THE POEM AS HISTORY The Ash Range by Laurie Duggan (Picador, 1987), 270pp. Published in The Phoenix Review No3. 1988.

My first introduction to Laurie Duggan’s work occurred during my final year of high school in 1977 when I read a poem called ‘Marijuana Christmas’ in an issue of New Poetry which I found in the local library. Duggan’s broken verse narrative was one of the few poems I came across during my final two years of schooling which suggested that there might be more to poetry than the generally insignificant British poets which were still being force fed to my generation in the class room.

Looking back eleven years later it is interesting to note the sense of continuity from Duggan’s early work to his recent book length poem/history The Ash Range. In ‘Marijuana Christmas’, for example, Duggan is already effortlessly combing basic scientific observation with vivid poetic images:

igneous and metamorphic rock

overlaid by sedimentaries

granite, shale, chalk

quartz on the bottom of the pool

like an Italian ice cream

light veins with white across

In fact many of Duggan’s poems are essentially poetic collages — images, descriptions, historical records and snippets of conversation become essential parts of the poem, cemented together by Duggan’s own, often wonderful, verse.

Another poem worth taking a look at in terms of Duggan’s poetic development is ‘Crawling From the Wreckage’ from his 1985 collection The Great Divide. In this poem Duggan has pulled together isolated quotations from sources as diverse as ABC broadcasts of parliament, Jack Lindsay’s The Roaring Twenties, Nelson Eddy and historical accounts of Black Thursday. While the result is a sometimes jarring, lurching poem which promises much more than it actually delivers, it is, in many ways, a direct predecessor to The Ash Range and shows that Duggan has been experimenting for some time with the structures he has eventually used in his book poem.

A major feature of The Ash Range is its concentration on place and history. It is a poem about the area of Eastern Victoria known as Gippsland. Duggan has always been an excellent nature poet. He has the ability to ‘draw in’ pieces of the landscape he is writing about so that the poem becomes a collage of words, rocks and trees. In The Ash Range he has gone a step further. Here the landscape becomes part of a far greater picture, is interwoven with the history (both pre and post European) of Gippsland. In fact, one of the poem’s greatest achievements is the way in which Duggan has linked the sometimes subtle changes in the landscape with the movement of history.

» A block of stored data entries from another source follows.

//! Object storage client speaking the Supabase storage REST API.

use std::future::Future;
use std::time::Duration;

use bytes::Bytes;
use diary_shared::config::StorageConfig;
use reqwest::header::CONTENT_TYPE;
use tracing::{debug, info};

use super::error::StorageError;
use super::layout::BucketLayout;

/// Request timeout for every storage call.
const REQUEST_TIMEOUT: Duration = Duration::from_secs(30);

/// Uploads and removes objects in the image bucket.
///
/// Implemented by [`StorageClient`] for the real service and by in-memory
/// fakes in tests.
pub trait ObjectStorage: Send + Sync {
    /// Stores `bytes` at `path` and returns the object's public URL.
    ///
    /// `path` is already percent-encoded. Existing objects are never
    /// overwritten.
    fn upload(
        &self,
        path: &str,
        bytes: Bytes,
        content_type: &str,
    ) -> impl Future<Output = Result<String, StorageError>> + Send;

    /// Removes the object a public URL points at.
    fn delete(&self, public_url: &str) -> impl Future<Output = Result<(), StorageError>> + Send;

    /// Resolves a public URL to the object path inside the image bucket.
    ///
    /// Returns `None` for URLs this storage did not hand out.
    fn object_path(&self, public_url: &str) -> Option<String>;
}

/// HTTP client for the storage REST endpoint.
#[derive(Clone)]
pub struct StorageClient {
    http: reqwest::Client,
    layout: Option<BucketLayout>,
    key: Option<String>,
}

impl std::fmt::Debug for StorageClient {
    fn fmt(&self, f: &mut std::fmt::Formatter<'_>) -> std::fmt::Result {
        f.debug_struct("StorageClient")
            .field("layout", &self.layout)
            .field("key", &self.key.as_ref().map(|_| "[hidden]"))
            .finish_non_exhaustive()
    }
}

impl StorageClient {
    /// Creates a client from configuration.
    ///
    /// A missing base URL or credential is not an error here; calls made
    /// through such a client fail with [`StorageError::NotConfigured`].
    ///
    /// # Errors
    ///
    /// Returns an error if the HTTP client cannot be built.
    pub fn from_config(config: &StorageConfig) -> Result<Self, StorageError> {
        let layout = config
            .base_url()
            .map(|base| BucketLayout::new(base, config.bucket.clone()));
        Self::new(layout, config.effective_key())
    }

    /// Creates a client for an explicit layout and credential.
    ///
    /// # Errors
    ///
    /// Returns an error if the HTTP client cannot be built.
    pub fn new(layout: Option<BucketLayout>, key: Option<String>) -> Result<Self, StorageError> {
        let http = reqwest::Client::builder()
            .timeout(REQUEST_TIMEOUT)
            .build()?;
        Ok(Self { http, layout, key })
    }

    /// Returns the bucket layout, if a base URL is configured.
    #[must_use]
    pub fn layout(&self) -> Option<&BucketLayout> {
        self.layout.as_ref()
    }

    /// Returns true when both a base URL and a credential are present.
    #[must_use]
    pub fn is_configured(&self) -> bool {
        self.layout.is_some() && self.key.is_some()
    }

    fn credentials(&self) -> Result<(&BucketLayout, &str), StorageError> {
        let layout = self
            .layout
            .as_ref()
            .ok_or(StorageError::NotConfigured("base URL"))?;
        let key = self
            .key
            .as_deref()
            .ok_or(StorageError::NotConfigured("API key"))?;
        Ok((layout, key))
    }

    async fn rejected(response: reqwest::Response) -> StorageError {
        let status = response.status().as_u16();
        let body = response.text().await.unwrap_or_default();
        StorageError::rejected(status, body)
    }
}

impl ObjectStorage for StorageClient {
    async fn upload(
        &self,
        path: &str,
        bytes: Bytes,
        content_type: &str,
    ) -> Result<String, StorageError> {
        let (layout, key) = self.credentials()?;
        let size = bytes.len();

        let response = self
            .http
            .post(layout.upload_url(path))
            .bearer_auth(key)
            .header("apikey", key)
            .header("x-upsert", "false")
            .header(CONTENT_TYPE, content_type)
            .body(bytes)
            .send()
            .await?;

        if !response.status().is_success() {
            return Err(Self::rejected(response).await);
        }

        info!(object_path = %path, size, "Image uploaded");
        Ok(layout.public_url(path))
    }

    async fn delete(&self, public_url: &str) -> Result<(), StorageError> {
        let (layout, key) = self.credentials()?;
        let path = layout
            .object_path(public_url)
            .ok_or_else(|| StorageError::invalid_url(public_url))?;

        let response = self
            .http
            .delete(layout.remove_url())
            .bearer_auth(key)
            .header("apikey", key)
            .json(&serde_json::json!({ "prefixes": [path.as_str()] }))
            .send()
            .await?;

        if !response.status().is_success() {
            return Err(Self::rejected(response).await);
        }

        debug!(object_path = %path, "Image removed from bucket");
        Ok(())
    }

    fn object_path(&self, public_url: &str) -> Option<String> {
        self.layout.as_ref()?.object_path(public_url)
    }
}

#[cfg(test)]
mod tests {
    use super::*;
    use std::sync::{Arc, Mutex};

    use axum::{
        Json, Router,
        body::Bytes as BodyBytes,
        extract::State,
        http::{HeaderMap, StatusCode, Uri},
        routing::{delete, post},
    };

    #[derive(Debug, Clone)]
    struct Captured {
        uri: String,
        headers: HeaderMap,
        body: Vec<u8>,
    }

    type Log = Arc<Mutex<Vec<Captured>>>;

    async fn capture(State(log): State<Log>, uri: Uri, headers: HeaderMap, body: BodyBytes) -> &'static str {
        log.lock().unwrap().push(Captured {
            uri: uri.path().to_string(),
            headers,
            body: body.to_vec(),
        });
        "{}"
    }

    async fn reject() -> (StatusCode, &'static str) {
        (StatusCode::BAD_REQUEST, "The resource already exists")
    }

    async fn spawn(router: Router) -> String {
        let listener = tokio::net::TcpListener::bind("127.0.0.1:0").await.unwrap();
        let addr = listener.local_addr().unwrap();
        tokio::spawn(async move {
            axum::serve(listener, router).await.unwrap();
        });
        format!("http://{addr}")
    }

    async fn recording_server() -> (String, Log) {
        let log = Log::default();
        let router = Router::new()
            .route("/storage/v1/object/images/{*path}", post(capture))
            .route("/storage/v1/object/images", delete(capture))
            .with_state(log.clone());
        (spawn(router).await, log)
    }

    fn client(base: &str, key: Option<&str>) -> StorageClient {
        StorageClient::new(
            Some(BucketLayout::new(base, "images")),
            key.map(String::from),
        )
        .unwrap()
    }

    #[tokio::test]
    async fn test_upload_sends_credentials_and_returns_public_url() {
        let (base, log) = recording_server().await;
        let client = client(&base, Some("service-role"));

        let url = client
            .upload("uploads/abc_my%20cat.webp", Bytes::from_static(b"RIFF"), "image/webp")
            .await
            .unwrap();

        assert_eq!(
            url,
            format!("{base}/storage/v1/object/public/images/uploads/abc_my%20cat.webp")
        );

        let log = log.lock().unwrap();
        assert_eq!(log.len(), 1);
        let request = &log[0];
        assert_eq!(request.uri, "/storage/v1/object/images/uploads/abc_my%20cat.webp");
        assert_eq!(request.headers["authorization"], "Bearer service-role");
        assert_eq!(request.headers["apikey"], "service-role");
        assert_eq!(request.headers["x-upsert"], "false");
        assert_eq!(request.headers["content-type"], "image/webp");
        assert_eq!(request.body, b"RIFF");
    }

    #[tokio::test]
    async fn test_upload_surfaces_rejection() {
        let router = Router::new().route("/storage/v1/object/images/{*path}", post(reject));
        let base = spawn(router).await;

        let err = client(&base, Some("key"))
            .upload("uploads/a.webp", Bytes::from_static(b"x"), "image/webp")
            .await
            .unwrap_err();

        assert_eq!(
            err,
            StorageError::rejected(400, "The resource already exists")
        );
    }

    #[tokio::test]
    async fn test_delete_posts_decoded_prefix() {
        let (base, log) = recording_server().await;
        let client = client(&base, Some("key"));
        let public_url = format!("{base}/storage/v1/object/public/images/uploads/abc_my%20cat.webp");

        client.delete(&public_url).await.unwrap();

        let log = log.lock().unwrap();
        assert_eq!(log.len(), 1);
        assert_eq!(log[0].uri, "/storage/v1/object/images");
        let body: serde_json::Value = serde_json::from_slice(&log[0].body).unwrap();
        assert_eq!(body, serde_json::json!({ "prefixes": ["uploads/abc_my cat.webp"] }));
    }

    #[tokio::test]
    async fn test_delete_rejects_foreign_url() {
        let (base, log) = recording_server().await;

        let err = client(&base, Some("key"))
            .delete("https://cdn.example.com/cat.webp")
            .await
            .unwrap_err();

        assert!(matches!(err, StorageError::InvalidUrl(_)));
        assert!(log.lock().unwrap().is_empty());
    }

    #[tokio::test]
    async fn test_missing_configuration() {
        let no_key = client("http://127.0.0.1:9", None);
        let err = no_key
            .upload("uploads/a.webp", Bytes::from_static(b"x"), "image/webp")
            .await
            .unwrap_err();
        assert_eq!(err, StorageError::NotConfigured("API key"));
        assert!(!no_key.is_configured());

        let no_base = StorageClient::new(None, Some("key".into())).unwrap();
        let err = no_base.delete("https://x/y").await.unwrap_err();
        assert_eq!(err, StorageError::NotConfigured("base URL"));
    }

    #[tokio::test]
    async fn test_transport_failure() {
        // Nothing listens on the discard port.
        let err = client("http://127.0.0.1:9", Some("key"))
            .upload("uploads/a.webp", Bytes::from_static(b"x"), "image/webp")
            .await
            .unwrap_err();
        assert!(matches!(err, StorageError::Transport(_)));
    }

    #[test]
    fn test_from_config_resolves_key_chain() {
        let config = StorageConfig {
            url: Some("https://demo.supabase.co/".into()),
            bucket: "images".into(),
            service_role_key: None,
            service_key: Some(" ".into()),
            api_key: Some("anon".into()),
        };
        let client = StorageClient::from_config(&config).unwrap();
        assert!(client.is_configured());
        assert_eq!(
            client.layout().unwrap().public_url("uploads/a"),
            "https://demo.supabase.co/storage/v1/object/public/images/uploads/a"
        );
    }
}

As in ‘Crawling from the Wreckage’ Duggan makes extensive use of original source material in The Ash Range. In a note at the end of the poem Duggan refers to The Ash Range as a ‘poem including history’, adding that it has many sources and that overall it should be read as the product of a ‘shared consciousness.’ Duggan’s role in the creation of The Ash Range at times appears to be almost that of an editor rather than poet. Once again in his notes he tells us ‘I have not hesitated to meddle with texts: editing them down, altering the grammer, restructuring sentences in the interests of clarity’; Indeed, throughout the book it is possible to see Duggan’s touch on almost every piece of source material so that while it may be possible to say that The Ash Range has many sources, overall it is, very definitely, Duggan’s own achievement. If, however, it is possible to voice one criticism about the structure of the poem, it is that it has not allowed Duggan to use more of his own very fine poetry.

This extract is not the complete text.